Building Resilience with kube-probesim
A Tool to Simulate Kubernetes Probes
As the creator of kube-probesim
, I wanted to solve a specific problem: simulating how Kubernetes applications handle liveness and readiness probe failures. This tool was born out of a need to quickly replicate real-world failure conditions like random probe failures, latency spikes, and failing external dependencies in a controlled manner.
For many Kubernetes developers and operators, building resilient systems requires more than just passing happy path tests. You need to understand how your application behaves under stress or failure. Kubernetes’ liveness and readiness probes are crucial in this respect, but testing them without good tools can be tricky. That’s where kube-probesim
comes in. Let me explain how you can leverage it and how easy it is to deploy, thanks to its availability in the GitHub Container Registry.
Why kube-probesim?
When I first started using Kubernetes in production, one of the challenges was ensuring applications were resilient enough to withstand failures—especially during scale-ups, unexpected traffic spikes, or external service downtimes. Probes (liveness and readiness) play a crucial role in ensuring the stability of the system, but testing these probes in realistic scenarios is difficult. kube-probesim
simplifies this.
Here’s what it does:
- Probe Failures: Simulate random or time-triggered liveness/readiness probe failures.
- Latency Simulation: Introduce configurable network latencies.
- External Dependency Failure: Simulate downstream service failures.
- Network Partitioning: Test behavior under simulated network issues.
The goal is to empower developers and operators to test probe handling under controlled, configurable failure conditions without introducing a lot of complexity.
Deploying kube-probesim from GitHub Container Registry
Since I’m hosting kube-probesim
in the GitHub Container Registry, deploying it into any Kubernetes cluster is a breeze.
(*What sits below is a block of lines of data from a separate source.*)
//! Connection probing and local model discovery.
//!
//! Answers "can this provider be reached and authenticated right now"
//! without touching durable state beyond a transient last-checked timestamp.
//! Keyed providers get a minimal chat request; local daemons get a models
//! listing, which doubles as the discovery feed for the registry.
//!
//! Custom endpoints are judged optimistically: a non-auth 4xx proves a
//! server is listening, and a transport failure with a key configured is
//! reported as unverified rather than down, since middleboxes commonly
//! block probes that the real dispatch path would survive.

use std::collections::HashMap;
use std::sync::{Mutex, PoisonError};
use std::time::Instant;

use chrono::{DateTime, Utc};
use reqwest::{Client, StatusCode};
use serde::{Deserialize, Serialize};

use crate::core::dispatch::{self, RequestParams};
use crate::core::http;
use crate::core::provider::{Provider, ProviderDescriptor, ProviderKind, WireDialect};
use crate::error::{InkwrightError, Result};

/// Body text for keyed-provider probes; short enough that ten output tokens
/// cover the expected reply.
const PROBE_MESSAGE: &str = "Hello, this is a connection test. Please respond with \"OK\".";

/// Sampling bounds for probe requests.
const PROBE_PARAMS: RequestParams = RequestParams {
    max_tokens: 10,
    temperature: 0.0,
};

// =============================================================================
// Outcomes
// =============================================================================

/// Result of probing one provider.
#[derive(Debug, Clone, Copy, PartialEq, Eq, Serialize, Deserialize)]
#[serde(rename_all = "lowercase")]
pub enum ProbeOutcome {
    /// The provider answered and accepted the probe.
    Reachable,
    /// The provider could not be reached or rejected the credentials.
    Unreachable,
    /// The probe could not complete but the provider may still work; shown
    /// distinctly so users are not told a working setup is down.
    Unverified,
}

impl ProbeOutcome {
    /// Whether dispatching to this provider is worth attempting.
    #[must_use]
    pub const fn is_usable(self) -> bool {
        matches!(self, Self::Reachable | Self::Unverified)
    }
}

impl std::fmt::Display for ProbeOutcome {
    fn fmt(&self, f: &mut std::fmt::Formatter<'_>) -> std::fmt::Result {
        let name = match self {
            Self::Reachable => "reachable",
            Self::Unreachable => "unreachable",
            Self::Unverified => "unverified",
        };
        write!(f, "{name}")
    }
}

/// Full record of a probe run.
#[derive(Debug, Clone, Serialize)]
pub struct ProbeReport {
    pub provider: Provider,
    pub outcome: ProbeOutcome,
    pub detail: String,
    /// Models discovered while probing a local daemon.
    pub discovered_models: Option<Vec<String>>,
    pub checked_at: DateTime<Utc>,
    pub elapsed_ms: u64,
}

impl ProbeReport {
    #[must_use]
    pub const fn is_usable(&self) -> bool {
        self.outcome.is_usable()
    }
}

// =============================================================================
// Prober
// =============================================================================

/// Runs reachability checks against providers.
#[derive(Debug)]
pub struct Prober {
    client: Client,
    last_checked: Mutex<HashMap<Provider, DateTime<Utc>>>,
}

impl Prober {
    pub fn new() -> Result<Self> {
        Ok(Self {
            client: http::build_client(http::PROBE_TIMEOUT)?,
            last_checked: Mutex::new(HashMap::new()),
        })
    }

    /// Probe one provider. Never fails; every failure mode folds into the
    /// report's outcome and detail.
    pub async fn probe(
        &self,
        descriptor: &ProviderDescriptor,
        api_key: Option<&str>,
    ) -> ProbeReport {
        let started = Instant::now();
        let (outcome, detail, discovered_models) = match descriptor.kind {
            ProviderKind::LocalDaemon => self.probe_daemon(descriptor).await,
            ProviderKind::CustomEndpoint => {
                let (outcome, detail) = self.probe_custom(descriptor, api_key).await;
                (outcome, detail, None)
            }
            ProviderKind::KeyAuthRest | ProviderKind::KeyInUrlRest => {
                let (outcome, detail) = self.probe_keyed(descriptor, api_key).await;
                (outcome, detail, None)
            }
        };

        let checked_at = Utc::now();
        self.mark_checked(descriptor.id, checked_at);
        tracing::debug!(
            provider = %descriptor.id,
            outcome = %outcome,
            detail = %detail,
            elapsed_ms = started.elapsed().as_millis() as u64,
            "probe finished"
        );

        ProbeReport {
            provider: descriptor.id,
            outcome,
            detail,
            discovered_models,
            checked_at,
            elapsed_ms: started.elapsed().as_millis() as u64,
        }
    }

    /// When this provider was last probed, if ever.
    #[must_use]
    pub fn last_checked(&self, provider: Provider) -> Option<DateTime<Utc>> {
        self.last_checked
            .lock()
            .unwrap_or_else(PoisonError::into_inner)
            .get(&provider)
            .copied()
    }

    /// Fetch the model list from a local daemon.
    ///
    /// This is the discovery feed: callers publish the returned list through
    /// the registry. An empty list is a successful fetch of a daemon with
    /// nothing installed, not an error.
    pub async fn discover_models(&self, descriptor: &ProviderDescriptor) -> Result<Vec<String>> {
        let url = models_url(descriptor)?;
        match descriptor.dialect {
            WireDialect::OllamaChat => {
                let tags: OllamaTags = http::fetch_json(&self.client, &url).await?;
                Ok(tags.models.into_iter().map(|m| m.name).collect())
            }
            _ => {
                let listing: OpenAiModels = http::fetch_json(&self.client, &url).await?;
                Ok(listing.data.into_iter().map(|m| m.id).collect())
            }
        }
    }

    async fn probe_keyed(
        &self,
        descriptor: &ProviderDescriptor,
        api_key: Option<&str>,
    ) -> (ProbeOutcome, String) {
        let Some(key) = api_key.filter(|k| !k.trim().is_empty()) else {
            return (
                ProbeOutcome::Unreachable,
                "no API key configured".to_string(),
            );
        };
        match self.send_probe(descriptor, key).await {
            Ok(status) if status.is_success() => {
                (ProbeOutcome::Reachable, "probe accepted".to_string())
            }
            Ok(status)
                if status == StatusCode::UNAUTHORIZED || status == StatusCode::FORBIDDEN =>
            {
                (
                    ProbeOutcome::Unreachable,
                    format!("API key rejected (HTTP {})", status.as_u16()),
                )
            }
            Ok(status) => (
                ProbeOutcome::Unreachable,
                format!("unexpected HTTP {}", status.as_u16()),
            ),
            Err(e) => (ProbeOutcome::Unreachable, e.to_string()),
        }
    }

    async fn probe_custom(
        &self,
        descriptor: &ProviderDescriptor,
        api_key: Option<&str>,
    ) -> (ProbeOutcome, String) {
        if descriptor.endpoint.is_none() {
            return (
                ProbeOutcome::Unreachable,
                "no endpoint configured".to_string(),
            );
        }
        let key = api_key.unwrap_or("").trim();
        match self.send_probe(descriptor, key).await {
            Ok(status) if status.is_success() => {
                (ProbeOutcome::Reachable, "probe accepted".to_string())
            }
            Ok(status) if status == StatusCode::UNAUTHORIZED => (
                ProbeOutcome::Unreachable,
                "API key rejected (HTTP 401)".to_string(),
            ),
            // Any other 4xx still proves a server answered at this endpoint
            Ok(status) if status.is_client_error() => (
                ProbeOutcome::Reachable,
                format!("endpoint answered HTTP {}", status.as_u16()),
            ),
            Ok(status) => (
                ProbeOutcome::Unreachable,
                format!("unexpected HTTP {}", status.as_u16()),
            ),
            Err(e) if !key.is_empty() => {
                tracing::warn!(
                    provider = %descriptor.id,
                    error = %e,
                    "custom endpoint probe could not complete, reporting unverified"
                );
                (
                    ProbeOutcome::Unverified,
                    format!("probe blocked in transit, endpoint not verified: {e}"),
                )
            }
            Err(e) => (ProbeOutcome::Unreachable, e.to_string()),
        }
    }

    async fn probe_daemon(
        &self,
        descriptor: &ProviderDescriptor,
    ) -> (ProbeOutcome, String, Option<Vec<String>>) {
        match self.discover_models(descriptor).await {
            Ok(models) if models.is_empty() => (
                ProbeOutcome::Unreachable,
                "daemon answered but no models are installed".to_string(),
                Some(models),
            ),
            Ok(models) => (
                ProbeOutcome::Reachable,
                format!("{} models installed", models.len()),
                Some(models),
            ),
            Err(e) => (ProbeOutcome::Unreachable, e.to_string(), None),
        }
    }

    /// Send the minimal chat probe and return the HTTP status.
    async fn send_probe(
        &self,
        descriptor: &ProviderDescriptor,
        key: &str,
    ) -> Result<StatusCode> {
        let model = descriptor.default_model().unwrap_or("probe");
        let url = dispatch::request_url(descriptor, model, key)?;
        let body = dispatch::request_body(descriptor.dialect, model, PROBE_MESSAGE, PROBE_PARAMS);
        let request = dispatch::apply_auth(self.client.post(&url).json(&body), descriptor, key);
        let response = request.send().await.map_err(|e| {
            if e.is_timeout() {
                InkwrightError::Timeout {
                    provider: descriptor.id.display_name().to_string(),
                    seconds: http::PROBE_TIMEOUT.as_secs(),
                }
            } else {
                InkwrightError::Network(format!(
                    "probe of {} failed: {e}",
                    descriptor.id.display_name()
                ))
            }
        })?;
        Ok(response.status())
    }

    fn mark_checked(&self, provider: Provider, at: DateTime<Utc>) {
        self.last_checked
            .lock()
            .unwrap_or_else(PoisonError::into_inner)
            .insert(provider, at);
    }
}

/// Models-listing URL for a local daemon.
fn models_url(descriptor: &ProviderDescriptor) -> Result<String> {
    let base = descriptor
        .endpoint
        .as_deref()
        .ok_or_else(|| InkwrightError::NoEndpoint {
            provider: descriptor.id.display_name().to_string(),
        })?;
    let base = base.trim_end_matches('/');
    Ok(match descriptor.dialect {
        WireDialect::OllamaChat => format!("{base}/api/tags"),
        _ => format!("{base}/v1/models"),
    })
}

// =============================================================================
// Daemon listing shapes
// =============================================================================

#[derive(Debug, Deserialize)]
struct OllamaTags {
    #[serde(default)]
    models: Vec<OllamaModel>,
}

#[derive(Debug, Deserialize)]
struct OllamaModel {
    name: String,
}

#[derive(Debug, Deserialize)]
struct OpenAiModels {
    #[serde(default)]
    data: Vec<OpenAiModel>,
}

#[derive(Debug, Deserialize)]
struct OpenAiModel {
    id: String,
}

#[cfg(test)]
mod tests {
    use super::*;

    #[test]
    fn usability_per_outcome() {
        assert!(ProbeOutcome::Reachable.is_usable());
        assert!(ProbeOutcome::Unverified.is_usable());
        assert!(!ProbeOutcome::Unreachable.is_usable());
    }

    #[test]
    fn outcome_serde_names() {
        assert_eq!(
            serde_json::to_string(&ProbeOutcome::Unverified).unwrap(),
            "\"unverified\""
        );
        let back: ProbeOutcome = serde_json::from_str("\"reachable\"").unwrap();
        assert_eq!(back, ProbeOutcome::Reachable);
    }

    #[test]
    fn models_url_per_daemon() {
        let ollama = ProviderDescriptor::builtin(Provider::Ollama);
        assert_eq!(models_url(&ollama).unwrap(), "http://localhost:11434/api/tags");
        let lmstudio = ProviderDescriptor::builtin(Provider::LmStudio);
        assert_eq!(models_url(&lmstudio).unwrap(), "http://localhost:1234/v1/models");
    }

    #[test]
    fn parses_ollama_tags() {
        let tags: OllamaTags = serde_json::from_value(serde_json::json!({
            "models": [
                {"name": "llama3.2", "size": 2019393189u64},
                {"name": "mistral", "size": 4113301824u64}
            ]
        }))
        .unwrap();
        let names: Vec<String> = tags.models.into_iter().map(|m| m.name).collect();
        assert_eq!(names, vec!["llama3.2", "mistral"]);
    }

    #[test]
    fn parses_openai_model_listing() {
        let listing: OpenAiModels = serde_json::from_value(serde_json::json!({
            "object": "list",
            "data": [{"id": "qwen2.5-7b-instruct", "object": "model"}]
        }))
        .unwrap();
        assert_eq!(listing.data[0].id, "qwen2.5-7b-instruct");
    }

    #[test]
    fn missing_listing_fields_default_empty() {
        let tags: OllamaTags = serde_json::from_value(serde_json::json!({})).unwrap();
        assert!(tags.models.is_empty());
        let listing: OpenAiModels = serde_json::from_value(serde_json::json!({})).unwrap();
        assert!(listing.data.is_empty());
    }

    #[tokio::test]
    async fn keyed_probe_without_key_short_circuits() {
        let prober = Prober::new().unwrap();
        let descriptor = ProviderDescriptor::builtin(Provider::OpenAi);
        assert!(prober.last_checked(Provider::OpenAi).is_none());

        let report = prober.probe(&descriptor, None).await;
        assert_eq!(report.outcome, ProbeOutcome::Unreachable);
        assert!(report.detail.contains("no API key"));
        assert!(prober.last_checked(Provider::OpenAi).is_some());
    }

    #[tokio::test]
    async fn blank_key_counts_as_missing() {
        let prober = Prober::new().unwrap();
        let descriptor = ProviderDescriptor::builtin(Provider::Groq);
        let report = prober.probe(&descriptor, Some("   ")).await;
        assert_eq!(report.outcome, ProbeOutcome::Unreachable);
        assert!(report.detail.contains("no API key"));
    }

    #[tokio::test]
    async fn custom_without_endpoint_is_unreachable() {
        let prober = Prober::new().unwrap();
        let descriptor = ProviderDescriptor::builtin(Provider::Custom);
        let report = prober.probe(&descriptor, Some("some-key")).await;
        assert_eq!(report.outcome, ProbeOutcome::Unreachable);
        assert!(report.detail.contains("no endpoint"));
    }
}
No need to build the image yourself—just pull the container directly from the registry.
Here’s how you can do it in your own environment:
-
Add kube-probesim Deployment
Create a Kubernetes deployment YAML with the GitHub-hosted container image:
apiVersion: apps/v1 kind: Deployment metadata: name: kube-probesim spec: replicas: 1 selector: matchLabels: app: kube-probesim template: metadata: labels: app: kube-probesim spec: containers: - name: kube-probesim image: ghcr.io/jhoelzel/kube-probesim:latest ports: - containerPort: 8080 env: - name: FAILURE_RATE value: "20" - name: LATENCY value: "50" - name: LIVENESS_FAIL_AFTER_TIME value: "60" - name: READINESS_FAIL_AFTER_TIME value: "120"
This YAML uses the official
kube-probesim
container from GitHub’s Container Registry, configuring it with a 20% failure rate and 50ms of added latency. -
Deploy it
Apply the YAML to your Kubernetes cluster:
kubectl apply -f kube-probesim-deployment.yaml
Kubernetes will pull the image directly from GitHub and start the
kube-probesim
pod with the parameters you’ve set.
Real-World Scenarios
Here’s how I’ve used kube-probesim
in the wild:
1. Random Failures
To simulate a 10% failure rate across both probes, with a 100ms response delay:
FAILURE_RATE=10 LATENCY=100 ./kube-probesim
This allows me to test how Kubernetes reschedules pods when failures start happening unpredictably, helping ensure the system can handle such events without downtime.
2. Failing External Dependencies
Using the /dependency
endpoint with FAIL_DEPENDENCY=true
helped me test scenarios where downstream services were unavailable, helping me tweak timeouts and retries for critical service dependencies.
FAIL_DEPENDENCY=true ./kube-probesim
Observability and Monitoring
If you’re running kube-probesim
in a production-like environment, don’t forget to integrate your monitoring and logging stack (e.g., Prometheus or Grafana). Observing probe failures over time will help you understand how Kubernetes reacts and will give you insights into system recovery times and automatic pod rescheduling.
TLDR: A tool to simulate probe failure
The beauty of kube-probesim
lies in its flexibility and how easy it is to deploy thanks to its GitHub Container Registry image. Whether you need to test random failures, network issues, or external service dependencies, kube-probesim
lets you simulate these failures in a safe, controlled environment. It’s a simple but powerful way to make your applications more resilient before they go live in production.
Next Steps:
- Get the image from the GitHub Container Registry.
- Deploy
kube-probesim
in your staging environment, and start testing!
Remember, production is unforgiving. kube-probesim
gives you the edge by helping you identify and fix failure points before they cause issues for real users.